Training programs in otolaryngology-head and neck surgery in the United States are evaluated by the Residency Review Committee for Otolaryngology (RRC), which consists of representatives from the American Medical Association (AMA), the American College of Surgeons (ACS) and the ABOto, and are accredited by the Accreditation Council for Graduate Medical Education (ACGME). Information concerning approved educational programs can be found in the Graduate Medical Education Directory published by the American Medical Association.
Individuals who enter otolaryngology-head and neck surgery training on or after July 1, 2005 must satisfactorily complete a minimum of five years of training, as specified below, in an ACGME-approved program(s):
Residency programs must be of five years duration, with at least twelve months of basic surgical, emergency medicine, critical care, and anesthesia training within the first year; including at least 48 months of progressive education in the specialty. This training must include a final year of senior experience. This final year must be spent within the accredited program in which the previous year of training was spent, unless prior approval is obtained from the ABOto.

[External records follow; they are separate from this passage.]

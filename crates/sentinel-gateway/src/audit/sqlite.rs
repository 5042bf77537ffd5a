//! SQLite-backed audit store.
//!
//! One row per record. Indexed by timestamp (descending) for recent-N reads
//! and by identity for per-agent history.

use std::fs;
use std::path::Path;
use std::sync::{Mutex, PoisonError};
use std::time::Duration;

use rusqlite::types::Value as SqlValue;
use rusqlite::{params, params_from_iter, Connection};

use sentinel_core::error::{Result, SentinelError};
use sentinel_core::{AuditFilter, AuditKind, AuditRecord};

use super::sink::AuditSink;

const BUSY_TIMEOUT: Duration = Duration::from_millis(5_000);

const SCHEMA: &str = "
CREATE TABLE IF NOT EXISTS audit_logs (
    id INTEGER PRIMARY KEY AUTOINCREMENT,
    timestamp INTEGER NOT NULL,
    identity TEXT NOT NULL,
    type TEXT NOT NULL,
    action TEXT,
    reason TEXT,
    details TEXT
);
CREATE INDEX IF NOT EXISTS idx_audit_logs_timestamp ON audit_logs (timestamp DESC);
CREATE INDEX IF NOT EXISTS idx_audit_logs_identity ON audit_logs (identity);
";

pub struct SqliteAuditStore {
    conn: Mutex<Connection>,
    location: String,
}

type Row = (i64, String, String, Option<String>, Option<String>, Option<String>);

impl SqliteAuditStore {
    /// Open (creating if needed) the database at `path`.
    pub fn open(path: impl AsRef<Path>) -> Result<Self> {
        let path = path.as_ref();
        ensure_parent_dir(path)?;
        let conn = Connection::open(path).map_err(db_err)?;
        conn.busy_timeout(BUSY_TIMEOUT).map_err(db_err)?;
        conn.pragma_update_and_check(None, "journal_mode", "wal", |row| row.get::<_, String>(0))
            .map_err(db_err)?;
        Self::init(conn, path.display().to_string())
    }

    pub fn open_in_memory() -> Result<Self> {
        let conn = Connection::open_in_memory().map_err(db_err)?;
        Self::init(conn, ":memory:".to_string())
    }

    fn init(conn: Connection, location: String) -> Result<Self> {
        conn.execute_batch(SCHEMA).map_err(db_err)?;
        Ok(Self {
            conn: Mutex::new(conn),
            location,
        })
    }

    pub fn count(&self) -> Result<u64> {
        let conn = self.conn.lock().unwrap_or_else(PoisonError::into_inner);
        let n: i64 = conn
            .query_row("SELECT COUNT(*) FROM audit_logs", [], |row| row.get(0))
            .map_err(db_err)?;
        Ok(u64::try_from(n).unwrap_or(0))
    }
}

impl AuditSink for SqliteAuditStore {
    fn record(&self, entry: &AuditRecord) -> Result<()> {
        let details = entry
            .details
            .as_ref()
            .map(serde_json::to_string)
            .transpose()
            .map_err(|e| SentinelError::Internal(format!("encode audit details: {e}")))?;

        let conn = self.conn.lock().unwrap_or_else(PoisonError::into_inner);
        conn.prepare_cached(
            "INSERT INTO audit_logs (timestamp, identity, type, action, reason, details)
             VALUES (?1, ?2, ?3, ?4, ?5, ?6)",
        )
        .and_then(|mut stmt| {
            stmt.execute(params![
                entry.timestamp,
                entry.identity,
                entry.kind.as_str(),
                entry.action,
                entry.reason,
                details,
            ])
        })
        .map_err(db_err)?;
        Ok(())
    }

    fn query(&self, filter: &AuditFilter) -> Result<Vec<AuditRecord>> {
        let mut sql = String::from(
            "SELECT timestamp, identity, type, action, reason, details FROM audit_logs WHERE 1=1",
        );
        let mut args: Vec<SqlValue> = Vec::new();

        if let Some(identity) = &filter.identity {
            sql.push_str(" AND identity = ?");
            args.push(SqlValue::Text(identity.clone()));
        }
        if let Some(action) = &filter.action {
            sql.push_str(" AND action = ?");
            args.push(SqlValue::Text(action.clone()));
        }
        if let Some(kind) = filter.kind {
            sql.push_str(" AND type = ?");
            args.push(SqlValue::Text(kind.as_str().to_string()));
        }
        if let Some(since) = filter.since {
            sql.push_str(" AND timestamp >= ?");
            args.push(SqlValue::Integer(since));
        }
        if let Some(until) = filter.until {
            sql.push_str(" AND timestamp <= ?");
            args.push(SqlValue::Integer(until));
        }
        sql.push_str(" ORDER BY timestamp DESC, id DESC LIMIT ? OFFSET ?");
        args.push(SqlValue::Integer(i64::try_from(filter.limit).unwrap_or(i64::MAX)));
        args.push(SqlValue::Integer(i64::try_from(filter.offset).unwrap_or(i64::MAX)));

        let conn = self.conn.lock().unwrap_or_else(PoisonError::into_inner);
        let mut stmt = conn.prepare(&sql).map_err(db_err)?;
        let rows = stmt
            .query_map(params_from_iter(args.iter()), |row| {
                Ok((
                    row.get(0)?,
                    row.get(1)?,
                    row.get(2)?,
                    row.get(3)?,
                    row.get(4)?,
                    row.get(5)?,
                ))
            })
            .map_err(db_err)?;

        let mut out = Vec::new();
        for row in rows {
            let row: Row = row.map_err(db_err)?;
            if let Some(record) = decode_row(row) {
                out.push(record);
            }
        }
        Ok(out)
    }

    fn flush(&self) -> Result<()> {
        let conn = self.conn.lock().unwrap_or_else(PoisonError::into_inner);
        // No-op outside WAL mode.
        conn.query_row("PRAGMA wal_checkpoint(PASSIVE)", [], |_| Ok(()))
            .map_err(db_err)
    }

    fn describe(&self) -> String {
        format!("sqlite:{}", self.location)
    }
}

fn decode_row((timestamp, identity, kind, action, reason, details): Row) -> Option<AuditRecord> {
    let kind: AuditKind = match kind.parse() {
        Ok(k) => k,
        Err(_) => {
            tracing::warn!(%kind, "skipping audit row with unknown type");
            return None;
        }
    };
    // Unreadable details degrade to an empty object rather than hiding the row.
    let details = details.map(|d| {
        serde_json::from_str(&d).unwrap_or_else(|_| serde_json::Value::Object(Default::default()))
    });
    Some(AuditRecord {
        kind,
        timestamp,
        identity,
        action,
        reason,
        details,
    })
}

fn ensure_parent_dir(path: &Path) -> Result<()> {
    let Some(parent) = path.parent() else {
        return Ok(());
    };
    if parent.as_os_str().is_empty() {
        return Ok(());
    }
    fs::create_dir_all(parent).map_err(|e| {
        SentinelError::Storage(format!("create {} failed: {e}", parent.display()))
    })
}

fn db_err(e: rusqlite::Error) -> SentinelError {
    SentinelError::Storage(e.to_string())
}
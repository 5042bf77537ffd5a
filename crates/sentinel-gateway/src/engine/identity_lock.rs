use std::sync::{Arc, Mutex};

use dashmap::DashMap;

/// One mutex per identity.
///
/// Holding an identity's lock serializes every state change for that
/// identity; different identities never contend beyond the map's shards.
#[derive(Default)]
pub struct IdentityLocks {
    locks: DashMap<String, Arc<Mutex<()>>>,
}

impl IdentityLocks {
    pub fn new() -> Self {
        Self::default()
    }

    /// The identity's lock cell. Callers lock it for the critical section.
    pub fn cell(&self, identity: &str) -> Arc<Mutex<()>> {
        if let Some(cell) = self.locks.get(identity) {
            return Arc::clone(cell.value());
        }
        Arc::clone(
            self.locks
                .entry(identity.to_string())
                .or_insert_with(|| Arc::new(Mutex::new(())))
                .value(),
        )
    }

    pub fn len(&self) -> usize {
        self.locks.len()
    }

    pub fn is_empty(&self) -> bool {
        self.locks.is_empty()
    }
}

The first year of otolaryngology-head and neck surgery training should include six months of non-otolaryngology rotations with a minimum of four weeks but not exceeding 2 months per rotation. Rotations must include intensive care and the rest must be selected from the following areas: general surgery, neurological surgery, neuroradiology, ophthalmology, oral-maxillofacial surgery, pediatric surgery, plastic surgery, and radiation oncology. In addition, six months of otolaryngology rotations designed to develop basic surgical skills, general care of otolaryngology patients both in the inpatient setting and in the outpatient clinics, emergency medicine, and cultivation of an otolaryngology knowledge base. PGY 2-5 must include 48 months of progressive education in otolaryngology. Each resident must spend 12 months as chief resident on the otolaryngology clinical service at the primary clinical site or one of the participating sites of the sponsoring institution during the last 24 months of the program.
A resident wishing to transfer from one residency program to another must notify the ABOto in writing at least six weeks prior to the date of transfer, and must explain the circumstances of the proposed transfer.

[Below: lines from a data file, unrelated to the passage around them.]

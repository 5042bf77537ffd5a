use std::collections::VecDeque;
use std::sync::atomic::{AtomicU64, Ordering};
use std::sync::mpsc::{self, Receiver, SyncSender, TrySendError};
use std::sync::{Arc, Mutex, PoisonError};
use std::thread::{self, JoinHandle};

use sentinel_core::error::{Result, SentinelError};
use sentinel_core::{AuditFilter, AuditRecord};

use super::sink::AuditSink;

struct AuditWriter {
    tx: SyncSender<AuditRecord>,
    handle: JoinHandle<()>,
}

/// Append-only audit recorder.
///
/// Keeps the newest `retain` records in memory and forwards every record to
/// the optional sink on a background writer thread.
pub struct AuditRecorder {
    tail: Mutex<VecDeque<AuditRecord>>,
    retain: usize,
    sink: Option<Arc<dyn AuditSink>>,
    writer: Mutex<Option<AuditWriter>>,
    dropped: AtomicU64,
}

impl AuditRecorder {
    /// Recorder with no persistent sink.
    pub fn in_memory(retain: usize) -> Self {
        Self {
            tail: Mutex::new(VecDeque::with_capacity(retain.min(4096))),
            retain: retain.max(1),
            sink: None,
            writer: Mutex::new(None),
            dropped: AtomicU64::new(0),
        }
    }

    /// Recorder that forwards to `sink` through a queue of `queue_capacity`.
    pub fn with_sink(retain: usize, queue_capacity: usize, sink: Arc<dyn AuditSink>) -> Result<Self> {
        let (tx, rx) = mpsc::sync_channel(queue_capacity.max(1));
        let writer_sink = Arc::clone(&sink);
        let handle = thread::Builder::new()
            .name("sentinel-audit-writer".into())
            .spawn(move || writer_loop(rx, writer_sink))
            .map_err(|e| SentinelError::Internal(format!("spawn audit writer failed: {e}")))?;

        let mut recorder = Self::in_memory(retain);
        recorder.sink = Some(sink);
        recorder.writer = Mutex::new(Some(AuditWriter { tx, handle }));
        Ok(recorder)
    }

    /// Append one record. Never fails and never waits on the sink.
    pub fn record(&self, entry: AuditRecord) {
        tracing::debug!(
            target: "sentinel::audit",
            kind = %entry.kind,
            identity = %entry.identity,
            action = entry.action.as_deref().unwrap_or(""),
            reason = entry.reason.as_deref().unwrap_or(""),
            "audit"
        );

        {
            let writer = self.writer.lock().unwrap_or_else(PoisonError::into_inner);
            if let Some(w) = writer.as_ref() {
                match w.tx.try_send(entry.clone()) {
                    Ok(()) => {}
                    Err(TrySendError::Full(_)) => {
                        self.dropped.fetch_add(1, Ordering::Relaxed);
                        tracing::warn!(identity = %entry.identity, "audit queue full, record not persisted");
                    }
                    Err(TrySendError::Disconnected(_)) => {
                        self.dropped.fetch_add(1, Ordering::Relaxed);
                    }
                }
            }
        }

        let mut tail = self.tail.lock().unwrap_or_else(PoisonError::into_inner);
        if tail.len() >= self.retain {
            tail.pop_front();
        }
        tail.push_back(entry);
    }

    /// Newest `limit` records from the in-memory tail, newest first.
    pub fn recent(&self, limit: usize) -> Vec<AuditRecord> {
        let tail = self.tail.lock().unwrap_or_else(PoisonError::into_inner);
        tail.iter().rev().take(limit).cloned().collect()
    }

    /// Query the sink when there is one, else the in-memory tail.
    pub fn query(&self, filter: &AuditFilter) -> Vec<AuditRecord> {
        if let Some(sink) = &self.sink {
            match sink.query(filter) {
                Ok(rows) => return rows,
                Err(e) => {
                    tracing::warn!(sink = %sink.describe(), error = %e, "audit query failed, serving in-memory tail");
                }
            }
        }
        let tail = self.tail.lock().unwrap_or_else(PoisonError::into_inner);
        filter.select(tail.iter())
    }

    pub fn has_sink(&self) -> bool {
        self.sink.is_some()
    }

    /// Records that could not be handed to the sink.
    pub fn dropped(&self) -> u64 {
        self.dropped.load(Ordering::Relaxed)
    }

    /// Stop accepting sink writes, drain the queue, and flush the sink.
    /// Later records still reach the in-memory tail.
    pub fn shutdown(&self) {
        let writer = self
            .writer
            .lock()
            .unwrap_or_else(PoisonError::into_inner)
            .take();
        let Some(AuditWriter { tx, handle }) = writer else {
            return;
        };
        drop(tx);
        if handle.join().is_err() {
            tracing::error!("audit writer thread panicked");
        }
    }
}

fn writer_loop(rx: Receiver<AuditRecord>, sink: Arc<dyn AuditSink>) {
    for entry in rx {
        if let Err(e) = sink.record(&entry) {
            tracing::warn!(sink = %sink.describe(), identity = %entry.identity, error = %e, "audit sink write failed");
        }
    }
    if let Err(e) = sink.flush() {
        tracing::warn!(sink = %sink.describe(), error = %e, "audit sink flush failed");
    }
}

Letters from the current and prospective directors of training must also be submitted:
- The letter from the current Program Director must verify the exact amount of training successfully completed in the program and explain the reason for the transfer. A PGY-1 Rotations List must also be submitted.

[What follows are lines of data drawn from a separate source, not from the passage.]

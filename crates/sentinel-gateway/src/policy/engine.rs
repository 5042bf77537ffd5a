use std::sync::{Arc, PoisonError, RwLock};

use chrono::{Local, NaiveTime};
use serde_json::{Map, Value};

use sentinel_core::error::{Result, SentinelError};
use sentinel_core::Effect;

use super::rules::{PolicyConfig, PolicyRule, RuleContext};

pub const DEFAULT_REASON: &str = "no rule matched, using default policy";

/// Outcome of policy evaluation alone (before limits are considered).
#[derive(Debug, Clone, PartialEq, Eq)]
pub struct PolicyVerdict {
    pub effect: Effect,
    pub matched_rule_id: Option<String>,
    pub reason: String,
}

/// First-match-wins evaluator over a swappable rule set.
///
/// Every evaluation runs against one `Arc<PolicyConfig>` snapshot; mutations
/// build a new config and swap it in whole, so a rule is never half-applied.
pub struct PolicyEvaluator {
    config: RwLock<Arc<PolicyConfig>>,
}

impl PolicyEvaluator {
    pub fn new(config: PolicyConfig) -> Result<Self> {
        config.validate()?;
        Ok(Self {
            config: RwLock::new(Arc::new(config)),
        })
    }

    /// Evaluate against local wall-clock time.
    pub fn evaluate(&self, action: &str, context: &Map<String, Value>) -> PolicyVerdict {
        self.evaluate_at(action, context, Local::now().time())
    }

    pub fn evaluate_at(&self, action: &str, context: &Map<String, Value>, now: NaiveTime) -> PolicyVerdict {
        let config = self.snapshot();
        let ctx = RuleContext::from_map(context, now);

        for rule in &config.rules {
            if rule.matches(action, &ctx) {
                return PolicyVerdict {
                    effect: rule.effect,
                    matched_rule_id: Some(rule.id.clone()),
                    reason: rule.describe(),
                };
            }
        }

        PolicyVerdict {
            effect: config.default_effect.into(),
            matched_rule_id: None,
            reason: DEFAULT_REASON.to_string(),
        }
    }

    /// Current configuration as one immutable snapshot.
    pub fn snapshot(&self) -> Arc<PolicyConfig> {
        let guard = self.config.read().unwrap_or_else(PoisonError::into_inner);
        Arc::clone(&guard)
    }

    pub fn rule_count(&self) -> usize {
        self.snapshot().rules.len()
    }

    /// Replace the whole configuration.
    pub fn update_policy(&self, config: PolicyConfig) -> Result<()> {
        config.validate()?;
        let mut guard = self.config.write().unwrap_or_else(PoisonError::into_inner);
        *guard = Arc::new(config);
        Ok(())
    }

    /// Append a rule at the lowest priority.
    pub fn add_rule(&self, rule: PolicyRule) -> Result<()> {
        rule.validate()?;
        let mut guard = self.config.write().unwrap_or_else(PoisonError::into_inner);
        if guard.rules.iter().any(|r| r.id == rule.id) {
            return Err(SentinelError::InvalidPolicy(format!(
                "duplicate rule id: {}",
                rule.id
            )));
        }
        let mut next = PolicyConfig::clone(&guard);
        next.rules.push(rule);
        *guard = Arc::new(next);
        Ok(())
    }

    /// Returns whether a rule with `rule_id` existed.
    pub fn remove_rule(&self, rule_id: &str) -> bool {
        let mut guard = self.config.write().unwrap_or_else(PoisonError::into_inner);
        if !guard.rules.iter().any(|r| r.id == rule_id) {
            return false;
        }
        let mut next = PolicyConfig::clone(&guard);
        next.rules.retain(|r| r.id != rule_id);
        *guard = Arc::new(next);
        true
    }
}
use axum::http::StatusCode;
use axum::response::{IntoResponse, Response};
use axum::Json;
use serde_json::json;
use thiserror::Error;

use sentinel_core::error::{ClientCode, SentinelError};

/// `SentinelError` as an HTTP response: `{"error":{"code","message"}}`.
#[derive(Debug, Error)]
#[error(transparent)]
pub struct ApiError(#[from] pub SentinelError);

impl ApiError {
    pub fn bad_request(msg: impl Into<String>) -> Self {
        Self(SentinelError::BadRequest(msg.into()))
    }

    pub fn status(&self) -> StatusCode {
        match self.0.client_code() {
            ClientCode::BadRequest => StatusCode::BAD_REQUEST,
            ClientCode::InvalidPolicy | ClientCode::InvalidConfig | ClientCode::UnsupportedVersion => {
                StatusCode::UNPROCESSABLE_ENTITY
            }
            ClientCode::Storage => StatusCode::SERVICE_UNAVAILABLE,
            ClientCode::Internal => StatusCode::INTERNAL_SERVER_ERROR,
        }
    }
}

impl IntoResponse for ApiError {
    fn into_response(self) -> Response {
        let status = self.status();
        if status.is_server_error() {
            tracing::warn!(error = %self.0, "request failed");
        }
        let body = json!({
            "error": {
                "code": self.0.client_code().as_str(),
                "message": self.0.to_string(),
            }
        });
        (status, Json(body)).into_response()
    }
}

pub type ApiResult<T> = std::result::Result<T, ApiError>;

- The letter from the prospective Program Director must verify that sufficient residency positions, accredited by the Residency Review Committee for Otolaryngology of the Accreditation Council for Graduate Medical Education (ACGME), exist in the program to provide the transferring resident with the training necessary to meet the requirements of the ABOto for certification.
Failure to comply with the transfer requirements may result in loss of eligibility to participate in the ABOto certification process.
Leave of Absence
Leaves of absence and vacation may be granted to residents at the discretion of the Program Director in accordance with local rules. The total of such leaves and vacation may not exceed six weeks in any one year. If a circumstance occurs in which a resident’s absence exceeds the allotted time outlined by the ABOto, the program director must submit a plan to the ABOto for approval on how the necessary training will be achieved, which may require an extension of the residency.
Core Surgical Procedures
The ABOto and the RRC for Otolaryngology have identified certain procedures that represent basic skills all otolaryngologists should learn during residency. Although not a comprehensive list of procedures performed by otolaryngologists, the skills needed to perform the core procedures can be used to perform other procedures. Residents are evaluated by their faculty and when a resident reaches a level of proficiency with the procedure, the Program Director will indicate this achievement on the resident’s evaluation form on the ABOto website.
All otolaryngology residents must maintain an operative log available on the ACGME website. It is critical that the resident enter all cases performed and complete the necessary information. Residents who assist at surgery should be sure to include those cases, as they are important because they indicate a logical progression in the surgical educational process. In general, a resident should first assist on a case before being listed as primary surgeon, signifying an increased level of responsibility based on experience.
The cases are coded using the CPT code, which is widely used for billing and other purposes. It will benefit the resident greatly to learn how to use the CPT system so that he/she will be familiar with it when entering practice.